Prévenir et réduire les difficultés des élèves 

Philippe Meirieu souligne «  On fait plus de la même chose alors que c’est autre chose qu’il faudrait faire, on se fixe sur le combien pour éviter de s’interroger sur le comment ». Un chapitre est consacré aux stratégies d’aide mobilisables au quotidien dans l’urgence et évoque notamment les gestes d’étayage dans le cours, s’appuyant ici sur les travaux de Dominique Bucheton. Danielle Alexandre revient sur l’importance de la reformulation, y compris réalisée par un élève. Elle revient une deuxième fois sur le statut des erreurs et en distingue les formes, toujours selon les travaux de Jean-Pierre Astolfi. La partie aborde également la technique des entretiens d’explicitation développée par Pierre Vermersch. 

L’écrit et l’oral, points cruciaux des apprentissages

Danielle Alexandre montre qu’il est indispensable de créer des espaces de travail du langage au sein de chaque cours et dans chaque discipline. Elle pointe le fait que, trop souvent, le travail écrit dans les classes est centré uniquement sur la production d’écrits définitifs. L’enseignant doit se positionner comme un accompagnateur dans la production plutôt que d’être uniquement le correcteur. 

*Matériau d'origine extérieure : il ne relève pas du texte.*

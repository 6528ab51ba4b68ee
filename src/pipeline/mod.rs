//! One full analysis run: parse -> validate -> resolve parameters -> score.
//!
//! A run is a pure function of the uploaded bytes and the requested
//! parameters. Nothing is cached between runs; every parameter change simply
//! runs the whole pipeline again.

mod params;

pub use self::params::{
    AnalysisParams, ParamRequest, CONTAMINATION_DEFAULT, CONTAMINATION_MAX, CONTAMINATION_MIN,
};

use crate::detect::{Label, Prediction, Scorer, ScoringError, DEFAULT_SEED};
use crate::ingest::{self, Dataset, ParseError, ValidationError, Value};
use crate::report::AnomalyTable;
use serde::Serialize;
use thiserror::Error;
use tracing::{info, warn};

/// Name of the derived column holding the scorer's raw `+1` / `-1` output.
pub const SCORE_COLUMN: &str = "anomaly_score";
/// Name of the derived column holding the row label.
pub const STATUS_COLUMN: &str = "Status";

/// Errors that halt a run. Validation failures are not errors; they are a
/// regular [`RunResult`].
#[derive(Debug, Error)]
pub enum PipelineError {
    #[error(transparent)]
    Parse(#[from] ParseError),

    #[error(transparent)]
    Scoring(#[from] ScoringError),
}

/// Outcome of a run that got past parsing.
#[derive(Debug)]
pub enum RunResult {
    /// The file parsed but cannot be analysed as requested.
    ValidationFailed {
        dataset: Dataset,
        reason: ValidationError,
    },
    Scored(ScoredDataset),
}

/// What the results section should show.
#[derive(Debug, Clone, Copy, PartialEq, Eq)]
pub enum ResultsOutcome {
    NoAnomalies,
    Anomalies { count: usize },
}

/// The dataset together with one prediction per row.
#[derive(Debug, Clone)]
pub struct ScoredDataset {
    dataset: Dataset,
    numeric_columns: Vec<String>,
    params: AnalysisParams,
    predictions: Vec<Prediction>,
    scorer: String,
}

impl ScoredDataset {
    pub fn dataset(&self) -> &Dataset {
        &self.dataset
    }

    pub fn numeric_columns(&self) -> &[String] {
        &self.numeric_columns
    }

    pub fn params(&self) -> &AnalysisParams {
        &self.params
    }

    pub fn scorer(&self) -> &str {
        &self.scorer
    }

    pub fn predictions(&self) -> &[Prediction] {
        &self.predictions
    }

    pub fn labels(&self) -> impl Iterator<Item = Label> + '_ {
        self.predictions.iter().map(|p| Label::from(*p))
    }

    pub fn suspicious_count(&self) -> usize {
        self.labels().filter(|l| *l == Label::Suspicious).count()
    }

    pub fn outcome(&self) -> ResultsOutcome {
        match self.suspicious_count() {
            0 => ResultsOutcome::NoAnomalies,
            count => ResultsOutcome::Anomalies { count },
        }
    }

    /// Original columns followed by the two derived columns.
    pub fn scored_columns(&self) -> Vec<String> {
        let mut columns = self.dataset.column_names();
        columns.push(SCORE_COLUMN.to_string());
        columns.push(STATUS_COLUMN.to_string());
        columns
    }

    /// Formatted cells of row `idx`, derived columns included.
    pub fn scored_row(&self, idx: usize) -> Vec<String> {
        let prediction = self.predictions[idx];
        let mut cells: Vec<String> = self.dataset.rows()[idx].iter().map(Value::to_string).collect();
        cells.push(prediction.raw().to_string());
        cells.push(Label::from(prediction).to_string());
        cells
    }

    /// Rows labelled Suspicious, formatted exactly as displayed and exported.
    pub fn anomalies(&self) -> AnomalyTable {
        let rows = self
            .labels()
            .enumerate()
            .filter(|(_, label)| *label == Label::Suspicious)
            .map(|(idx, _)| self.scored_row(idx))
            .collect();
        AnomalyTable::new(self.scored_columns(), rows)
    }
}

/// Run the whole pipeline on an uploaded file.
pub fn run(bytes: &[u8], request: &ParamRequest, scorer: &dyn Scorer) -> Result<RunResult, PipelineError> {
    let dataset = ingest::parse_csv(bytes)?;
    run_dataset(dataset, request, scorer)
}

/// Run validation and scoring on an already parsed dataset.
pub fn run_dataset(
    dataset: Dataset,
    request: &ParamRequest,
    scorer: &dyn Scorer,
) -> Result<RunResult, PipelineError> {
    let numeric_columns = match ingest::validate(&dataset) {
        Ok(cols) => cols,
        Err(reason) => return Ok(RunResult::ValidationFailed { dataset, reason }),
    };
    let params = match AnalysisParams::resolve(request, &numeric_columns) {
        Ok(p) => p,
        Err(reason) => {
            warn!(%reason, "rejected analysis parameters");
            return Ok(RunResult::ValidationFailed { dataset, reason });
        }
    };

    let points = feature_points(&dataset, &params)?;
    let predictions = scorer.score(&points, params.contamination, DEFAULT_SEED)?;

    let scored = ScoredDataset {
        dataset,
        numeric_columns,
        params,
        predictions,
        scorer: scorer.name().to_string(),
    };
    info!(
        scorer = %scored.scorer,
        rows = scored.dataset.len(),
        feature_x = %scored.params.feature_x,
        feature_y = %scored.params.feature_y,
        contamination = scored.params.contamination,
        suspicious = scored.suspicious_count(),
        "scoring finished"
    );
    Ok(RunResult::Scored(scored))
}

/// Pull the two selected features out of the dataset as points.
pub fn feature_points(dataset: &Dataset, params: &AnalysisParams) -> Result<Vec<(f64, f64)>, ScoringError> {
    let xs = numeric_column(dataset, &params.feature_x)?;
    let ys = numeric_column(dataset, &params.feature_y)?;
    Ok(xs.into_iter().zip(ys).collect())
}

fn numeric_column(dataset: &Dataset, name: &str) -> Result<Vec<f64>, ScoringError> {
    let idx = dataset
        .column_index(name)
        .ok_or_else(|| ScoringError::UnknownColumn(name.to_string()))?;

    dataset
        .rows()
        .iter()
        .enumerate()
        .map(|(i, row)| {
            let row_no = i + 1;
            match &row[idx] {
                Value::Integer(v) => Ok(*v as f64),
                Value::Float(v) if v.is_finite() => Ok(*v),
                Value::Float(_) => Err(ScoringError::NonFinite {
                    column: name.to_string(),
                    row: row_no,
                }),
                Value::Missing => Err(ScoringError::MissingValue {
                    column: name.to_string(),
                    row: row_no,
                }),
                Value::Text(s) => Err(ScoringError::NonNumeric {
                    column: name.to_string(),
                    row: row_no,
                    value: s.clone(),
                }),
            }
        })
        .collect()
}

/// Serializable summary of a run, used by the JSON API and the CLI.
#[derive(Debug, Serialize)]
#[serde(tag = "state", rename_all = "snake_case")]
pub enum RunReport {
    Error {
        message: String,
    },
    ValidationFailed {
        message: String,
        columns: Vec<String>,
    },
    ScoredEmpty {
        params: AnalysisParams,
        row_count: usize,
        numeric_columns: Vec<String>,
        message: String,
    },
    ScoredWithAnomalies {
        params: AnalysisParams,
        row_count: usize,
        numeric_columns: Vec<String>,
        anomaly_count: usize,
        anomalies: AnomalyTable,
    },
}

/// Message shown when a run is halted by a parse or scoring error.
pub fn error_message(err: &PipelineError) -> String {
    format!("An error occurred while processing the file: {}", err)
}

pub const NO_ANOMALIES_MESSAGE: &str = "No anomalies detected with current settings.";

impl RunReport {
    pub fn from_outcome(outcome: &Result<RunResult, PipelineError>) -> Self {
        match outcome {
            Err(err) => RunReport::Error {
                message: error_message(err),
            },
            Ok(RunResult::ValidationFailed { dataset, reason }) => RunReport::ValidationFailed {
                message: reason.to_string(),
                columns: dataset.column_names(),
            },
            Ok(RunResult::Scored(scored)) => match scored.outcome() {
                ResultsOutcome::NoAnomalies => RunReport::ScoredEmpty {
                    params: scored.params().clone(),
                    row_count: scored.dataset().len(),
                    numeric_columns: scored.numeric_columns().to_vec(),
                    message: NO_ANOMALIES_MESSAGE.to_string(),
                },
                ResultsOutcome::Anomalies { count } => RunReport::ScoredWithAnomalies {
                    params: scored.params().clone(),
                    row_count: scored.dataset().len(),
                    numeric_columns: scored.numeric_columns().to_vec(),
                    anomaly_count: count,
                    anomalies: scored.anomalies(),
                },
            },
        }
    }
}

#[cfg(test)]
mod tests {
    use super::*;
    use crate::detect::IsolationForest;

    const SAMPLE: &[u8] = b"id,amount,hour,merchant\n\
1,10.0,12,a\n2,11.5,13,b\n3,9.8,12,c\n4,10.2,11,a\n5,10.9,12,b\n\
6,9.5,13,c\n7,10.4,12,a\n8,11.1,11,b\n9,10.0,12,c\n10,950.0,3,z\n";

    fn request(x: &str, y: &str, c: f64) -> ParamRequest {
        ParamRequest {
            feature_x: Some(x.to_string()),
            feature_y: Some(y.to_string()),
            contamination: Some(c),
        }
    }

    #[test]
    fn test_defaults_use_first_two_numeric_columns() {
        let outcome = run(SAMPLE, &ParamRequest::default(), &IsolationForest::new()).unwrap();
        let RunResult::Scored(scored) = outcome else {
            panic!("expected a scored run");
        };
        assert_eq!(scored.params().feature_x, "id");
        assert_eq!(scored.params().feature_y, "amount");
        assert_eq!(scored.params().contamination, CONTAMINATION_DEFAULT);
        assert_eq!(scored.predictions().len(), 10);
    }

    #[test]
    fn test_extreme_row_is_the_only_anomaly() {
        let outcome = run(SAMPLE, &request("amount", "hour", 0.1), &IsolationForest::new()).unwrap();
        let RunResult::Scored(scored) = outcome else {
            panic!("expected a scored run");
        };
        assert_eq!(scored.outcome(), ResultsOutcome::Anomalies { count: 1 });
        let table = scored.anomalies();
        assert_eq!(table.rows().len(), 1);
        assert_eq!(table.rows()[0][0], "10");
        assert_eq!(table.rows()[0][1], "950.0");
        assert_eq!(table.rows()[0][4], "-1");
        assert_eq!(table.rows()[0][5], "Suspicious");
        assert_eq!(
            table.columns(),
            ["id", "amount", "hour", "merchant", "anomaly_score", "Status"]
        );
    }

    #[test]
    fn test_text_feature_is_a_scoring_error() {
        let err = run(SAMPLE, &request("amount", "merchant", 0.05), &IsolationForest::new()).unwrap_err();
        assert!(matches!(
            err,
            PipelineError::Scoring(ScoringError::NonNumeric { ref column, row: 1, .. }) if column == "merchant"
        ));
        assert!(error_message(&err).starts_with("An error occurred while processing the file:"));
    }

    #[test]
    fn test_missing_value_is_a_scoring_error() {
        let csv = b"a,b\n1,2\n3,\n5,6\n";
        let err = run(csv, &ParamRequest::default(), &IsolationForest::new()).unwrap_err();
        assert!(matches!(
            err,
            PipelineError::Scoring(ScoringError::MissingValue { row: 2, .. })
        ));
    }

    #[test]
    fn test_unknown_feature() {
        let err = run(SAMPLE, &request("amount", "nope", 0.05), &IsolationForest::new()).unwrap_err();
        assert!(matches!(err, PipelineError::Scoring(ScoringError::UnknownColumn(_))));
    }

    #[test]
    fn test_contamination_out_of_range_fails_validation() {
        let outcome = run(SAMPLE, &request("amount", "hour", 0.5), &IsolationForest::new()).unwrap();
        assert!(matches!(
            outcome,
            RunResult::ValidationFailed {
                reason: ValidationError::ContaminationOutOfRange { .. },
                ..
            }
        ));
    }

    #[test]
    fn test_header_only_file_is_a_scoring_error() {
        let err = run(b"a,b\n", &ParamRequest::default(), &IsolationForest::new()).unwrap_err();
        assert!(matches!(err, PipelineError::Scoring(ScoringError::EmptyInput)));
    }

    #[test]
    fn test_report_states() {
        let scored = run(SAMPLE, &request("amount", "hour", 0.1), &IsolationForest::new());
        let report = serde_json::to_value(RunReport::from_outcome(&scored)).unwrap();
        assert_eq!(report["state"], "scored_with_anomalies");
        assert_eq!(report["anomaly_count"], 1);

        let invalid = run(b"name,v\nx,1\n", &ParamRequest::default(), &IsolationForest::new());
        let report = serde_json::to_value(RunReport::from_outcome(&invalid)).unwrap();
        assert_eq!(report["state"], "validation_failed");

        let broken = run(b"", &ParamRequest::default(), &IsolationForest::new());
        let report = serde_json::to_value(RunReport::from_outcome(&broken)).unwrap();
        assert_eq!(report["state"], "error");
    }
}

Métier professeur : développer des compétences professionnelles 

L’auteure s’appuie sur le triangle pédagogique que constitue le professeur, l’élève et le savoir. Le premier doit créer les conditions de la rencontre entre les deux suivants. Les travaux d’Anne Jorro développent la question de la bonne posture professionnelle et il faut se souvenir qu’il n’existe pas de posture idéale. Au contraire, il faut savoir l’ajuster en fonction du contexte. L’enseignant a parfois le sentiment d’avoir énormément de choses à gérer, idée que Dominique Bucheton traduit par le concept de « multi-agenda ». Elle invite à se poser quelques questions comme : les savoirs ne disparaissent-ils pas au profit du seul pilotage des tâches ou encore quelle est la part des échanges langagiers ? Le livre revient enfin sur la question de l’autorité et invite à se méfier du mythe de l’autorité naturelle. 

L’ouvrage de Danielle Alexandre offre donc de nombreuses pistes et répond parfaitement à ce qu’il annonce, à savoir un lien permanent entre la réflexion et la pratique. Il pourra se révéler utile à tout enseignant désireux de faire le point sur ses pratiques dans le souci de les renouveler.